Blemish Blemishes Student’s Image
On Wednesday, Oct. 19, 2016 at 7:29 a.m., prep Pip Kuehn woke and discovered that he had been stricken down by a case of Acne vulgaris, causing an objectively enormous closed comedo to form on the center of his otherwise smooth and relatively non-greasy forehead.
“I couldn’t believe it,” Kuehn told The Exonian. “There I was, less than 48 hours away from Family Weekend, and this giant, throbbing, pus-filled pimple decides to appear out of nowhere.”
The closed comedo’s timing was particularly disastrous for Kuehn because of his “special” circumstances. “The parents of my long-term girlfriend of nine days and 13 hours are coming to Parents’ Weekend,” Kuehn stated. “This is the first time I’m meeting them and I was hoping to make a good impression. Now, though, once they see this whitehead, they’re going to equate me with the neon-colored polo-wearing boys I’ve tried to distance myself from. I’m a Vineyard Vines boy, not a baggy khakis with pockets boy.”
Though Kuehn’s girlfriend, fellow prep Love Interest, has outwardly been nonchalant about the entire ordeal, she quietly expressed concern when questioned by The Exonian. “I’ve been telling Pip that it’s no biggie and that it’s barely noticeable at all, only visible when you really look for it, but that’s a lie. That’s always a lie.” Interest was unable to finish the rest of the interview due to the difficult circumstances of this event being the couple’s second big hurdle in their relationship. (The first occurred on day two when Kuehn accused Interest of dabbing too much.)
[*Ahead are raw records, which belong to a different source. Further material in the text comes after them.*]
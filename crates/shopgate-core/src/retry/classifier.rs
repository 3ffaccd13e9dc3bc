//! Retryability classification.

use crate::failure::{Classify, FailureKind};
use std::collections::HashSet;

/// Decides whether a failed attempt should be retried.
///
/// Returning `false` is a *fatal* classification: the error is returned to
/// the caller immediately without consuming the retry budget.
///
/// Any `Fn(&E) -> bool` closure is a classifier:
///
/// ```rust
/// use shopgate_core::retry::RetryClassifier;
/// use shopgate_core::Failure;
///
/// let only_timeouts = |err: &Failure| matches!(err, Failure::Timeout(_));
/// assert!(only_timeouts.is_retryable(&Failure::Timeout("slow".into()), 0));
/// assert!(!only_timeouts.is_retryable(&Failure::Network("down".into()), 0));
/// ```
pub trait RetryClassifier<E>: Send + Sync {
    /// Whether `error`, raised by attempt number `attempt` (0-indexed), is transient.
    fn is_retryable(&self, error: &E, attempt: u32) -> bool;
}

impl<E, F> RetryClassifier<E> for F
where
    F: Fn(&E) -> bool + Send + Sync,
{
    fn is_retryable(&self, error: &E, _attempt: u32) -> bool {
        self(error)
    }
}

/// The default classifier.
///
/// Retryable: network failures, timeouts, HTTP 5xx and HTTP 429.
/// Everything else propagates on first occurrence.
#[derive(Debug, Clone, Copy, Default, PartialEq, Eq)]
pub struct DefaultClassifier;

impl DefaultClassifier {
    /// Classify a [`FailureKind`] by the default rules.
    pub fn is_transient(kind: FailureKind<'_>) -> bool {
        matches!(kind, FailureKind::Network | FailureKind::Timeout) || kind.is_transient_status()
    }
}

impl<E: Classify> RetryClassifier<E> for DefaultClassifier {
    fn is_retryable(&self, error: &E, _attempt: u32) -> bool {
        Self::is_transient(error.failure_kind())
    }
}

/// SQLSTATE codes that indicate the database is temporarily unavailable or
/// the transaction lost a race and can be replayed.
const TRANSIENT_SQLSTATES: &[&str] = &[
    "08000", // connection_exception
    "08001", // sqlclient_unable_to_establish_sqlconnection
    "08003", // connection_does_not_exist
    "08006", // connection_failure
    "40001", // serialization_failure
    "40P01", // deadlock_detected
    "53300", // too_many_connections
    "57P01", // admin_shutdown
    "57P03", // cannot_connect_now
];

/// Default rules plus database error codes that signal transient unavailability.
///
/// # Examples
///
/// ```rust
/// use shopgate_core::retry::{RetryClassifier, TransientDatabaseClassifier};
/// use shopgate_core::Failure;
///
/// let classifier = TransientDatabaseClassifier::default().with_code("PGRST301");
///
/// let deadlock = Failure::Database { code: "40P01".into(), message: "deadlock".into() };
/// assert!(classifier.is_retryable(&deadlock, 0));
///
/// let unique = Failure::Database { code: "23505".into(), message: "duplicate".into() };
/// assert!(!classifier.is_retryable(&unique, 0));
/// ```
#[derive(Debug, Clone, PartialEq, Eq)]
pub struct TransientDatabaseClassifier {
    codes: HashSet<String>,
}

impl Default for TransientDatabaseClassifier {
    fn default() -> Self {
        Self {
            codes: TRANSIENT_SQLSTATES.iter().map(|code| code.to_string()).collect(),
        }
    }
}

impl TransientDatabaseClassifier {
    /// A classifier that retries only the given database codes (plus the default rules).
    pub fn with_codes<I, S>(codes: I) -> Self
    where
        I: IntoIterator<Item = S>,
        S: Into<String>,
    {
        Self {
            codes: codes.into_iter().map(Into::into).collect(),
        }
    }

    /// Also treat `code` as transient.
    pub fn with_code(mut self, code: impl Into<String>) -> Self {
        self.codes.insert(code.into());
        self
    }

    /// Whether `code` is in the transient set.
    pub fn is_transient_code(&self, code: &str) -> bool {
        self.codes.contains(code)
    }
}

impl<E: Classify> RetryClassifier<E> for TransientDatabaseClassifier {
    fn is_retryable(&self, error: &E, _attempt: u32) -> bool {
        match error.failure_kind() {
            FailureKind::Database(code) => self.is_transient_code(code),
            kind => DefaultClassifier::is_transient(kind),
        }
    }
}

#[cfg(test)]
mod tests {
    use super::*;
    use crate::failure::Failure;
    use rstest::rstest;

    fn http(status: u16) -> Failure {
        Failure::HttpStatus {
            status,
            message: String::new(),
        }
    }

    #[rstest]
    #[case(Failure::Network("connection reset".into()), true)]
    #[case(Failure::Timeout("deadline".into()), true)]
    #[case(http(500), true)]
    #[case(http(503), true)]
    #[case(http(599), true)]
    #[case(http(429), true)]
    #[case(http(400), false)]
    #[case(http(401), false)]
    #[case(http(404), false)]
    #[case(Failure::Database { code: "57P03".into(), message: String::new() }, false)]
    #[case(Failure::Other("validation".into()), false)]
    fn test_default_classifier(#[case] failure: Failure, #[case] expected: bool) {
        assert_eq!(DefaultClassifier.is_retryable(&failure, 0), expected);
    }

    #[test]
    fn test_database_classifier_extends_defaults() {
        let classifier = TransientDatabaseClassifier::default();

        assert!(classifier.is_retryable(&http(502), 0));
        assert!(classifier.is_retryable(&Failure::Network("down".into()), 0));
        assert!(classifier.is_retryable(
            &Failure::Database {
                code: "57P01".into(),
                message: "terminating connection".into()
            },
            0
        ));
        assert!(!classifier.is_retryable(
            &Failure::Database {
                code: "42P01".into(),
                message: "relation does not exist".into()
            },
            0
        ));
        assert!(!classifier.is_retryable(&http(403), 0));
    }

    #[test]
    fn test_database_code_behind_client_status_is_classified() {
        let classifier = TransientDatabaseClassifier::default();

        let deadlock = Failure::from_parts(Some("deadlock detected"), Some(409), Some("40P01"), None);
        assert!(classifier.is_retryable(&deadlock, 0));
        assert!(!DefaultClassifier.is_retryable(&deadlock, 0));

        let unique = Failure::from_parts(Some("duplicate key"), Some(409), Some("23505"), None);
        assert!(!classifier.is_retryable(&unique, 0));
    }

    #[test]
    fn test_database_classifier_custom_codes() {
        let classifier = TransientDatabaseClassifier::with_codes(["PGRST301"]);

        assert!(classifier.is_transient_code("PGRST301"));
        assert!(!classifier.is_transient_code("40001"));
    }

    #[test]
    fn test_closure_classifier() {
        let classifier = |err: &Failure| err.status() == Some(409);

        assert!(classifier.is_retryable(&http(409), 3));
        assert!(!classifier.is_retryable(&http(503), 0));
    }
}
“I’m really worried for them,” one of Kuehn and Interest’s friends said. “They’ve been together for so long that they’ve become the anchor of our prep class. Let’s hope for their sake and ours too that this pimple goes away before Friday.”
When the pimple was asked about when he was planning to heal, he said that he had every intention to stay and even planned to bring a couple friends out, too.